[What to do]:
Each line that has the string "Option" must be copied from the records below.

(Collected data)

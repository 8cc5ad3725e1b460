//! Target type metadata
//!
//! A mapped type describes its fields once, as a static table, instead of
//! being inspected row by row. [`impl_from_row!`](crate::impl_from_row)
//! generates the table and the field setter from the struct's field list.

use sproc_core::{ColumnValue, Result, ScalarKind, SemanticType, Value};

/// One field of a mapped type
#[derive(Debug, Clone, Copy, PartialEq, Eq, Hash)]
pub struct FieldDef {
    /// Column name the field binds to (matched ignoring ASCII case)
    pub name: &'static str,
    pub semantic_type: SemanticType,
    /// Underlying integer kind for enum-typed fields
    pub enum_repr: Option<ScalarKind>,
}

impl FieldDef {
    pub const fn of<T: ColumnValue>(name: &'static str) -> Self {
        Self {
            name,
            semantic_type: T::SEMANTIC_TYPE,
            enum_repr: T::ENUM_REPR,
        }
    }
}

/// A type that can be built from one cursor row
pub trait FromRow: Default + 'static {
    /// Ordered field table
    fn fields() -> &'static [FieldDef];

    /// Assign a non-null cell to the field at `index` in [`fields`](Self::fields)
    fn set_field(&mut self, index: usize, value: Value) -> Result<()>;
}

/// Implement [`FromRow`] for a struct by listing its mapped fields.
///
/// Each field binds to the column of the same name unless an explicit
/// column name is given with `as`. Fields not listed keep their default.
///
/// ```ignore
/// #[derive(Debug, Default)]
/// struct Model {
///     id: i64,
///     name: Option<String>,
///     date: NaiveDateTime,
///     name_with_underscore: Flag,
/// }
///
/// sproc_mapping::impl_from_row!(Model {
///     id: i64,
///     name: Option<String>,
///     date: NaiveDateTime,
///     name_with_underscore as "NameWithUnderscore": Flag,
/// });
/// ```
#[macro_export]
macro_rules! impl_from_row {
    ($ty:ty { $($field:ident $(as $column:literal)? : $fty:ty),+ $(,)? }) => {
        impl $crate::FromRow for $ty {
            fn fields() -> &'static [$crate::FieldDef] {
                const FIELDS: &[$crate::FieldDef] = &[
                    $($crate::FieldDef::of::<$fty>($crate::__column_name!($field $(, $column)?)),)+
                ];
                FIELDS
            }

            fn set_field(
                &mut self,
                index: usize,
                value: $crate::__private::Value,
            ) -> $crate::__private::Result<()> {
                type Setter = fn(&mut $ty, $crate::__private::Value) -> $crate::__private::Result<()>;
                const SETTERS: &[Setter] = &[
                    $(|target: &mut $ty, value: $crate::__private::Value| -> $crate::__private::Result<()> {
                        target.$field = <$fty as $crate::__private::ColumnValue>::from_value(value)?;
                        ::core::result::Result::Ok(())
                    },)+
                ];
                match SETTERS.get(index) {
                    ::core::option::Option::Some(set) => set(self, value),
                    ::core::option::Option::None => ::core::result::Result::Err(
                        $crate::__private::ProcError::Conversion(::std::format!(
                            "{} has no field #{}",
                            ::core::stringify!($ty),
                            index
                        )),
                    ),
                }
            }
        }
    };
}

#[doc(hidden)]
#[macro_export]
macro_rules! __column_name {
    ($field:ident) => {
        ::core::stringify!($field)
    };
    ($field:ident, $column:literal) => {
        $column
    };
}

[Answer to the exercise]:
    pub enum_repr: Option<ScalarKind>,
///     name: Option<String>,
///     name: Option<String>,
                    ::core::option::Option::Some(set) => set(self, value),
                    ::core::option::Option::None => ::core::result::Result::Err(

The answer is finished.